En 2008, j’ai eu la chance de profiter d’un séjour à l’étranger sponsorisé par mon employeur de l’époque. J’étais à New York. Je vivais en plein centre-ville, à deux pas du célèbre Times Square, et de ma fenêtre je pouvais voir le siège de Lehman Brothers. Celui-ci possédait en façade une enseigne lumineuse sur laquelle défilaient les cours de bourse actuels. Au deuxième étage, les collaborateurs de la banque pouvaient s’entraîner dans leur propre centre de fitness. A l’extérieur, on observait un va et vient constant de grosses limousines. J’étais «malheureusement» déjà de retour à Zurich, lorsque les magiciens du marché financier ont dû plier bagage, suite à la faillite de la banque. Lehman Brothers avait dépassé les bornes de la spéculation sur le marché immobilier américain et la banque n’était pas la seule dans ce cas, comme il s’est avéré plus tard. Je n’ai jamais compris comment on pouvait améliorer des mauvais crédits grâce au label de qualité des agences de notation. Quand je demandais comment une telle chose était possible, on m’opposait que j’étais un néophyte.

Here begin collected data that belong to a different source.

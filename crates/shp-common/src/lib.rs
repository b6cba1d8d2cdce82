//! # shp-common
//!
//! Shared types, error definitions, configuration models, and constants
//! used by every crate of the shp workspace.
//!
//! This crate is the leaf of the dependency graph: it depends on no other
//! internal crate and performs no system calls.

#![cfg_attr(test, allow(clippy::expect_used, clippy::unwrap_used))]

pub mod config;
pub mod constants;
pub mod error;
pub mod types;
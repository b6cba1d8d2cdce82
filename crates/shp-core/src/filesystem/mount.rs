//! Mount utilities for container filesystem setup.

use std::path::PathBuf;

use shp_common::constants::{PROC_FS, PROC_TARGET};
use shp_common::error::{Result, ShpError};

/// Arguments of a single `mount(2)` call.
#[derive(Debug, Clone, PartialEq, Eq)]
pub struct MountSpec {
    /// Mount source (device, or a pseudo-filesystem name).
    pub source: Option<String>,
    /// Mount point, interpreted against the current root.
    pub target: PathBuf,
    /// Filesystem type.
    pub fstype: Option<String>,
    /// Raw `MS_*` flag bits.
    pub flags: libc::c_ulong,
    /// Filesystem-specific options.
    pub data: Option<String>,
}

impl MountSpec {
    /// The process-information filesystem at `/proc`: source and type
    /// `proc`, no flags, no options.
    #[must_use]
    pub fn proc() -> Self {
        Self {
            source: Some(PROC_FS.to_owned()),
            target: PathBuf::from(PROC_TARGET),
            fstype: Some(PROC_FS.to_owned()),
            flags: 0,
            data: None,
        }
    }

    /// Performs the mount.
    ///
    /// # Errors
    ///
    /// Returns [`ShpError::Mount`] if the `mount(2)` syscall fails.
    #[cfg(target_os = "linux")]
    pub fn apply(&self) -> Result<()> {
        use nix::mount::{MsFlags, mount};

        mount(
            self.source.as_deref(),
            &self.target,
            self.fstype.as_deref(),
            MsFlags::from_bits_truncate(self.flags),
            self.data.as_deref(),
        )
        .map_err(|e| ShpError::Mount {
            fstype: self.fstype.clone().unwrap_or_default(),
            target: self.target.clone(),
            source: e.into(),
        })?;
        tracing::info!(
            fstype = self.fstype.as_deref().unwrap_or(""),
            target = %self.target.display(),
            "filesystem mounted"
        );
        Ok(())
    }

    /// Stub for non-Linux platforms.
    ///
    /// # Errors
    ///
    /// Always returns an error: mounting requires Linux.
    #[cfg(not(target_os = "linux"))]
    pub fn apply(&self) -> Result<()> {
        Err(ShpError::Unsupported { operation: "mount" })
    }
}

/// Mounts the process-information filesystem at `/proc` of the current root.
///
/// # Errors
///
/// Returns an error if the `mount(2)` syscall fails.
pub fn mount_proc() -> Result<()> {
    MountSpec::proc().apply()
}
//! Process spawning inside new namespaces.
//!
//! The init process is created with `clone(2)` so that it is born inside
//! the requested namespaces, which matters for the PID namespace: only a
//! cloned child becomes PID 1. The child immediately re-executes this
//! binary; all state reaches it through argv and inherited descriptors.

use std::ffi::OsString;

use shp_common::constants::{FAILURE_EXIT_CODE, SIGNAL_EXIT_BASE};
#[cfg(target_os = "linux")]
use shp_common::constants::{CLONE_STACK_SIZE, SELF_EXE};
use shp_common::error::{Result, ShpError};
use shp_core::namespace::NamespaceSet;

/// Converts arguments into the C strings `execv(2)` expects.
///
/// # Errors
///
/// Returns [`ShpError::Usage`] if an argument contains a NUL byte.
pub fn to_c_args<I, S>(args: I) -> Result<Vec<std::ffi::CString>>
where
    I: IntoIterator<Item = S>,
    S: Into<Vec<u8>>,
{
    args.into_iter()
        .map(|arg| {
            std::ffi::CString::new(arg)
                .map_err(|e| ShpError::usage(format!("argument contains a NUL byte: {e}")))
        })
        .collect()
}

/// Maps the final wait status of a child to the exit code to propagate.
///
/// A normal exit keeps its code, death by signal `N` becomes `128 + N`,
/// anything else becomes the fixed failure code.
#[must_use]
pub fn exit_code_from_status(exited: Option<i32>, signal: Option<i32>) -> u8 {
    let code = match (exited, signal) {
        (Some(code), _) => code,
        (None, Some(signal)) => SIGNAL_EXIT_BASE + signal,
        (None, None) => i32::from(FAILURE_EXIT_CODE),
    };
    u8::try_from(code).unwrap_or(FAILURE_EXIT_CODE)
}

/// Clones a child into `namespaces` that re-executes this binary with `args`,
/// then waits for it and returns its exit code.
///
/// Standard streams are inherited unchanged.
///
/// # Errors
///
/// Returns [`ShpError::Namespace`] if `clone(2)` fails (typically for lack
/// of privilege) or if waiting for the child fails.
#[cfg(target_os = "linux")]
pub fn spawn_self_and_wait(args: &[OsString], namespaces: NamespaceSet) -> Result<u8> {
    use std::os::unix::ffi::OsStringExt;

    use nix::errno::Errno;
    use nix::sched::clone;
    use nix::sys::wait::{WaitStatus, waitpid};
    use nix::unistd::execv;

    let exe = std::ffi::CString::new(SELF_EXE)
        .map_err(|e| ShpError::usage(format!("invalid executable path: {e}")))?;
    let argv = to_c_args(
        std::iter::once(OsString::from(SELF_EXE))
            .chain(args.iter().cloned())
            .map(OsStringExt::into_vec),
    )?;

    let mut stack = vec![0_u8; CLONE_STACK_SIZE];
    let callback = Box::new(|| match execv(&exe, &argv) {
        Ok(never) => match never {},
        Err(e) => {
            tracing::error!(exe = SELF_EXE, error = %e, "re-executing self failed");
            isize::from(FAILURE_EXIT_CODE)
        }
    });

    // SAFETY: the child runs on its own stack without CLONE_VM, so it works
    // on a copy of this address space and only calls execv before exiting.
    // The process is single-threaded at this point, so no lock can be held
    // across the clone.
    let pid = unsafe { clone(callback, &mut stack, namespaces.clone_flags(), Some(libc::SIGCHLD)) }
        .map_err(|e| ShpError::Namespace {
            operation: format!("creating {namespaces} namespaces"),
            source: e.into(),
        })?;
    tracing::debug!(pid = pid.as_raw(), "init process started");

    let status = loop {
        match waitpid(pid, None) {
            Err(Errno::EINTR) => {}
            other => break other,
        }
    }
    .map_err(|e| ShpError::Namespace {
        operation: format!("waiting for init process {pid}"),
        source: e.into(),
    })?;

    let code = match status {
        WaitStatus::Exited(_, code) => exit_code_from_status(Some(code), None),
        WaitStatus::Signaled(_, signal, _) => exit_code_from_status(None, Some(signal as i32)),
        _ => exit_code_from_status(None, None),
    };
    tracing::debug!(pid = pid.as_raw(), code, "init process exited");
    Ok(code)
}

/// Stub for non-Linux platforms.
///
/// # Errors
///
/// Always returns an error: namespaces require Linux.
#[cfg(not(target_os = "linux"))]
pub fn spawn_self_and_wait(_args: &[OsString], _namespaces: NamespaceSet) -> Result<u8> {
    Err(ShpError::Unsupported {
        operation: "namespace creation",
    })
}
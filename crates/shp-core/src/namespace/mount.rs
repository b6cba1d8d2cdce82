//! Mount namespace propagation control.
//!
//! A fresh mount namespace inherits the propagation type of the host's
//! mounts. On hosts where `/` is a shared mount, both `pivot_root(2)` and
//! the `/proc` mount would otherwise leak back to the host.

use shp_common::error::{Result, ShpError};

/// Recursively marks every mount in the current namespace as private.
///
/// # Errors
///
/// Returns an error if the `mount(2)` propagation change fails.
#[cfg(target_os = "linux")]
pub fn make_mount_tree_private() -> Result<()> {
    use nix::mount::{MsFlags, mount};

    mount(
        None::<&str>,
        "/",
        None::<&str>,
        MsFlags::MS_REC | MsFlags::MS_PRIVATE,
        None::<&str>,
    )
    .map_err(|e| ShpError::Mount {
        fstype: "private propagation".into(),
        target: "/".into(),
        source: e.into(),
    })?;
    tracing::debug!("mount tree marked private");
    Ok(())
}

/// Stub for non-Linux platforms.
///
/// # Errors
///
/// Always returns an error: mount namespaces require Linux.
#[cfg(not(target_os = "linux"))]
pub fn make_mount_tree_private() -> Result<()> {
    Err(ShpError::Unsupported {
        operation: "mount propagation",
    })
}
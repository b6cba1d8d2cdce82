//! Domain primitive types used across the shp workspace.

use std::ffi::OsString;
use std::path::{Path, PathBuf};

use crate::constants::CHILD_ROLE;
use crate::error::{Result, ShpError};

/// Everything needed to start one isolated command.
///
/// Built once from user input and never mutated. It crosses the process
/// boundary between launcher and init as a flat argument list.
#[derive(Debug, Clone, PartialEq, Eq)]
pub struct LaunchRequest {
    root_path: PathBuf,
    command: String,
    command_args: Vec<String>,
}

impl LaunchRequest {
    /// Creates a request after checking that the root path and command are non-empty.
    ///
    /// # Errors
    ///
    /// Returns [`ShpError::Usage`] if either the root path or the command is empty.
    pub fn new(
        root_path: impl Into<PathBuf>,
        command: impl Into<String>,
        command_args: Vec<String>,
    ) -> Result<Self> {
        let root_path = root_path.into();
        let command = command.into();
        if root_path.as_os_str().is_empty() {
            return Err(ShpError::usage("<rootfs_path> must not be empty"));
        }
        if command.is_empty() {
            return Err(ShpError::usage("<command> must not be empty"));
        }
        Ok(Self {
            root_path,
            command,
            command_args,
        })
    }

    /// Rebuilds a request from `[rootfs_path, command, args...]`.
    ///
    /// The root path is taken byte for byte; the command and its arguments
    /// must be valid UTF-8.
    ///
    /// # Errors
    ///
    /// Returns [`ShpError::Usage`] if fewer than two arguments are given,
    /// either of the first two is empty, or the command or an argument is not
    /// valid UTF-8.
    pub fn from_child_args<I, S>(args: I) -> Result<Self>
    where
        I: IntoIterator<Item = S>,
        S: Into<OsString>,
    {
        let mut args = args.into_iter().map(Into::into);
        let (Some(root), Some(command)) = (args.next(), args.next()) else {
            return Err(ShpError::usage(format!(
                "{CHILD_ROLE} <rootfs_path> <command> [args...]"
            )));
        };
        let command = into_utf8(command)?;
        let command_args = args.map(into_utf8).collect::<Result<Vec<_>>>()?;
        Self::new(root, command, command_args)
    }

    /// Serializes the request into the argument vector of the init process,
    /// role marker first. The root path keeps its exact bytes.
    #[must_use]
    pub fn to_child_args(&self) -> Vec<OsString> {
        let mut args = Vec::with_capacity(self.command_args.len() + 3);
        args.push(OsString::from(CHILD_ROLE));
        args.push(self.root_path.clone().into_os_string());
        args.push(OsString::from(&self.command));
        args.extend(self.command_args.iter().map(OsString::from));
        args
    }

    /// Root filesystem path as supplied by the caller.
    #[must_use]
    pub fn root_path(&self) -> &Path {
        &self.root_path
    }

    /// Target command as supplied by the caller.
    #[must_use]
    pub fn command(&self) -> &str {
        &self.command
    }

    /// Arguments passed to the target command.
    #[must_use]
    pub fn command_args(&self) -> &[String] {
        &self.command_args
    }
}

fn into_utf8(arg: OsString) -> Result<String> {
    arg.into_string().map_err(|arg| {
        ShpError::usage(format!("argument is not valid UTF-8: {}", arg.to_string_lossy()))
    })
}
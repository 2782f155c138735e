//! Protocol module - Defines the APDU-over-HID wire protocol
//!
//! Every report on the wire has a fixed size and the following layout:
//! - 2 bytes channel id (big-endian, omitted in BLE framing)
//! - 1 byte tag (always 0x05)
//! - 2 bytes sequence index (big-endian)
//! - 2 bytes total message length (big-endian, first packet only)
//! - Payload, zero-padded to the packet size

mod apdu;
mod codec;
mod hex;
mod status;

pub use apdu::*;
pub use codec::*;
pub use hex::*;
pub use status::*;

/// Size of a single HID report
pub const PACKET_SIZE: usize = 64;

/// Discriminator byte identifying APDU framing
pub const TAG_APDU: u8 = 0x05;

/// Channel used by Ledger devices over USB HID
pub const DEFAULT_CHANNEL: u16 = 0x0101;

/// Selects whether the 2-byte channel field is present
#[derive(Debug, Clone, Copy, Default, PartialEq, Eq)]
pub enum FramingMode {
    /// USB HID framing, channel field present
    #[default]
    Hid,
    /// BLE framing, channel field absent
    Ble,
}

impl FramingMode {
    /// Number of bytes taken by the channel field
    pub fn channel_len(self) -> usize {
        match self {
            FramingMode::Hid => 2,
            FramingMode::Ble => 0,
        }
    }

    /// Header length for the packet at `sequence`
    ///
    /// The first packet additionally carries the total length field.
    pub fn header_len(self, sequence: u16) -> usize {
        let base = self.channel_len() + 1 + 2;
        if sequence == 0 {
            base + 2
        } else {
            base
        }
    }
}

/// Channel, framing mode and packet size shared by both directions of an exchange
#[derive(Debug, Clone, Copy, PartialEq, Eq)]
pub struct FrameFormat {
    channel: u16,
    mode: FramingMode,
    packet_size: usize,
}

impl FrameFormat {
    /// Create a validated frame format
    pub fn new(channel: u16, mode: FramingMode, packet_size: usize) -> CodecResult<Self> {
        if mode == FramingMode::Hid && channel == 0 {
            return Err(CodecError::InvalidChannel(channel));
        }

        // the first packet must carry at least one payload byte
        let minimum = mode.header_len(0) + 1;
        if packet_size < minimum || packet_size > u16::MAX as usize {
            return Err(CodecError::InvalidPacketSize(packet_size, minimum));
        }

        Ok(Self {
            channel,
            mode,
            packet_size,
        })
    }

    /// USB HID framing on the given channel with 64-byte reports
    pub fn hid(channel: u16) -> CodecResult<Self> {
        Self::new(channel, FramingMode::Hid, PACKET_SIZE)
    }

    /// BLE framing with 64-byte reports
    pub fn ble() -> Self {
        Self {
            channel: 0,
            mode: FramingMode::Ble,
            packet_size: PACKET_SIZE,
        }
    }

    pub fn channel(&self) -> u16 {
        self.channel
    }

    pub fn mode(&self) -> FramingMode {
        self.mode
    }

    pub fn packet_size(&self) -> usize {
        self.packet_size
    }
}

impl Default for FrameFormat {
    fn default() -> Self {
        Self {
            channel: DEFAULT_CHANNEL,
            mode: FramingMode::Hid,
            packet_size: PACKET_SIZE,
        }
    }
}
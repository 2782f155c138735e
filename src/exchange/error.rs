//! Exchange errors

use std::time::Duration;
use thiserror::Error;

use crate::device::DeviceError;
use crate::protocol::{ApduError, CodecError, FrameViolation, StatusWord};

/// Errors surfaced by an exchange
///
/// Every variant is fatal for the exchange that produced it; retrying is up
/// to the caller.
#[derive(Error, Debug)]
pub enum ExchangeError {
    #[error("Precondition violated: {0}")]
    Precondition(#[from] ApduError),

    #[error("Cannot frame command: {0}")]
    Codec(#[from] CodecError),

    #[error("Protocol framing error: {0}")]
    Framing(FrameViolation),

    #[error("Transport error: {source} [{diagnostics}]")]
    Transport {
        source: DeviceError,
        diagnostics: String,
    },

    #[error("Device communication failed after {glitches} glitches [{diagnostics}]")]
    Comms { glitches: u32, diagnostics: String },

    #[error("Device returned status {0}")]
    Device(StatusWord),

    #[error("Response too short for a status word: {0} bytes")]
    ResponseTooShort(usize),

    #[error("No response within {0:?}")]
    Timeout(Duration),

    #[error("Session closed")]
    Closed,
}

pub type ExchangeResult<T> = Result<T, ExchangeError>;

/// Broad category of an [`ExchangeError`]
#[derive(Debug, Clone, Copy, PartialEq, Eq)]
pub enum ErrorKind {
    PreconditionViolation,
    ProtocolFraming,
    TransportIo,
    Comms,
    DeviceStatus,
    Closed,
}

impl ExchangeError {
    pub fn kind(&self) -> ErrorKind {
        match self {
            ExchangeError::Precondition(_) | ExchangeError::Codec(_) => {
                ErrorKind::PreconditionViolation
            }
            ExchangeError::Framing(_) | ExchangeError::ResponseTooShort(_) => {
                ErrorKind::ProtocolFraming
            }
            ExchangeError::Transport { .. } | ExchangeError::Timeout(_) => ErrorKind::TransportIo,
            ExchangeError::Comms { .. } => ErrorKind::Comms,
            ExchangeError::Device(_) => ErrorKind::DeviceStatus,
            ExchangeError::Closed => ErrorKind::Closed,
        }
    }

    /// Status word returned by the device, if that caused the failure
    pub fn status_code(&self) -> Option<u16> {
        match self {
            ExchangeError::Device(status) => Some(status.code()),
            _ => None,
        }
    }

    /// Transport diagnostics captured when the failure happened
    pub fn diagnostics(&self) -> Option<&str> {
        match self {
            ExchangeError::Transport { diagnostics, .. }
            | ExchangeError::Comms { diagnostics, .. } => Some(diagnostics),
            _ => None,
        }
    }
}

#[cfg(test)]
mod tests {
    use super::*;
    use crate::protocol::FrameField;

    #[test]
    fn test_kinds_and_accessors() {
        let err = ExchangeError::Device(StatusWord::UserDenied);
        assert_eq!(err.kind(), ErrorKind::DeviceStatus);
        assert_eq!(err.status_code(), Some(0x6985));
        assert!(err.diagnostics().is_none());

        let err = ExchangeError::Comms {
            glitches: 10,
            diagnostics: "hidraw /dev/hidraw0".to_string(),
        };
        assert_eq!(err.kind(), ErrorKind::Comms);
        assert_eq!(err.diagnostics(), Some("hidraw /dev/hidraw0"));
        assert!(err.status_code().is_none());

        let err = ExchangeError::Framing(FrameViolation {
            field: FrameField::Tag,
            sequence: 0,
            expected: 5,
            actual: 6,
        });
        assert_eq!(err.kind(), ErrorKind::ProtocolFraming);
        assert_eq!(
            err.to_string(),
            "Protocol framing error: invalid tag in packet 0: expected 0x0005, got 0x0006"
        );
    }
}
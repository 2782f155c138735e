//! Hex helpers for command-line input and diagnostics

use thiserror::Error;

#[derive(Error, Debug, Clone, PartialEq)]
pub enum HexError {
    #[error("Invalid hex: {0}")]
    Invalid(#[from] hex::FromHexError),
}

/// Encode bytes as lowercase hex
pub fn to_hex(bytes: &[u8]) -> String {
    hex::encode(bytes)
}

/// Decode a hex string, accepting an optional `0x` prefix and surrounding whitespace
pub fn from_hex(input: &str) -> Result<Vec<u8>, HexError> {
    let trimmed = input.trim();
    let digits = trimmed
        .strip_prefix("0x")
        .or_else(|| trimmed.strip_prefix("0X"))
        .unwrap_or(trimmed);

    Ok(hex::decode(digits)?)
}
//! ledgerwire - APDU transport for Ledger hardware signers
//!
//! Frames command APDUs into fixed-size HID reports, reassembles the
//! device's response, interprets its status word and recovers from the
//! platform glitch that occasionally replaces a response with a junk report.

pub mod app;
pub mod config;
pub mod device;
pub mod discovery;
pub mod exchange;
pub mod protocol;
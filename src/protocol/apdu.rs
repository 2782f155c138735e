//! Generic APDU command validation
//!
//! The transport never interprets command semantics. It only checks the
//! classic length prefix: byte 4 holds the number of data bytes that follow
//! the 5-byte header.

use thiserror::Error;

/// Length of the class/instruction/parameter/length header
pub const APDU_HEADER_SIZE: usize = 5;

/// Offset of the data length byte
const LENGTH_OFFSET: usize = 4;

#[derive(Error, Debug, Clone, PartialEq, Eq)]
pub enum ApduError {
    #[error("Command too short: {0} bytes (min: {min})", min = APDU_HEADER_SIZE)]
    TooShort(usize),

    #[error("Length prefix mismatch: {declared} data bytes declared, {actual} present")]
    LengthMismatch { declared: u8, actual: usize },
}

/// Check that `command` is a well-formed length-prefixed APDU
pub fn check_length_prefix(command: &[u8]) -> Result<(), ApduError> {
    if command.len() < APDU_HEADER_SIZE {
        return Err(ApduError::TooShort(command.len()));
    }

    let declared = command[LENGTH_OFFSET];
    let actual = command.len() - APDU_HEADER_SIZE;
    if declared as usize != actual {
        return Err(ApduError::LengthMismatch { declared, actual });
    }

    Ok(())
}
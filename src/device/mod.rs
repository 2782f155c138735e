//! Device module - Report-level access to hardware signers
//!
//! This module provides:
//! - The transport capability interface the exchange engine depends on
//! - The channel buffer bridging the platform reader and the exchange
//! - Platform backends (Linux hidraw) and, for tests or the `mock` feature,
//!   an in-memory mock device

mod buffer;
#[cfg(any(test, feature = "mock"))]
mod mock;
mod traits;

#[cfg(target_os = "linux")]
mod linux;

// Re-export common types
pub use buffer::*;
#[cfg(any(test, feature = "mock"))]
pub use mock::*;
pub use traits::*;

// Re-export platform-specific implementations
#[cfg(target_os = "linux")]
pub use linux::HidrawTransport;

use crate::discovery::DeviceMatcher;

/// Open the first matching device with the platform backend
#[cfg(target_os = "linux")]
pub fn open_device(
    matcher: &DeviceMatcher,
    packet_size: usize,
) -> DeviceResult<Box<dyn DeviceTransport>> {
    let transport = HidrawTransport::open_matching(matcher.clone(), packet_size)?;
    Ok(Box::new(transport))
}

/// Open the first matching device with the platform backend
#[cfg(not(target_os = "linux"))]
pub fn open_device(
    _matcher: &DeviceMatcher,
    _packet_size: usize,
) -> DeviceResult<Box<dyn DeviceTransport>> {
    Err(DeviceError::NotSupported)
}

/// Get the current platform name
pub fn platform_name() -> &'static str {
    #[cfg(target_os = "macos")]
    return "macOS";

    #[cfg(target_os = "linux")]
    return "Linux (hidraw)";

    #[cfg(target_os = "windows")]
    return "Windows";

    #[cfg(not(any(target_os = "macos", target_os = "linux", target_os = "windows")))]
    return "Unknown";
}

NINJA signifie aujourd’hui «no income, no job, no asset». Il s’agissait des clients des banques d’investissement auxquels on refilait des hypothèques en leur faisant croire qu’ils deviendraient riches, par le seul fait de la plus-value, un succès garanti. La spéculation sur le marché immobilier a permis à plus d’un banquier de Wall Street d’accéder à la fortune et a appauvri de nombreux propriétaires de maisons, au point que certains d’entre eux ont dû s’installer dans des tentes, à la périphérie de San Francisco par exemple. A l’époque, la valeur des titres immobiliers négociés était cent fois supérieure à la valeur effective de tous les immeubles.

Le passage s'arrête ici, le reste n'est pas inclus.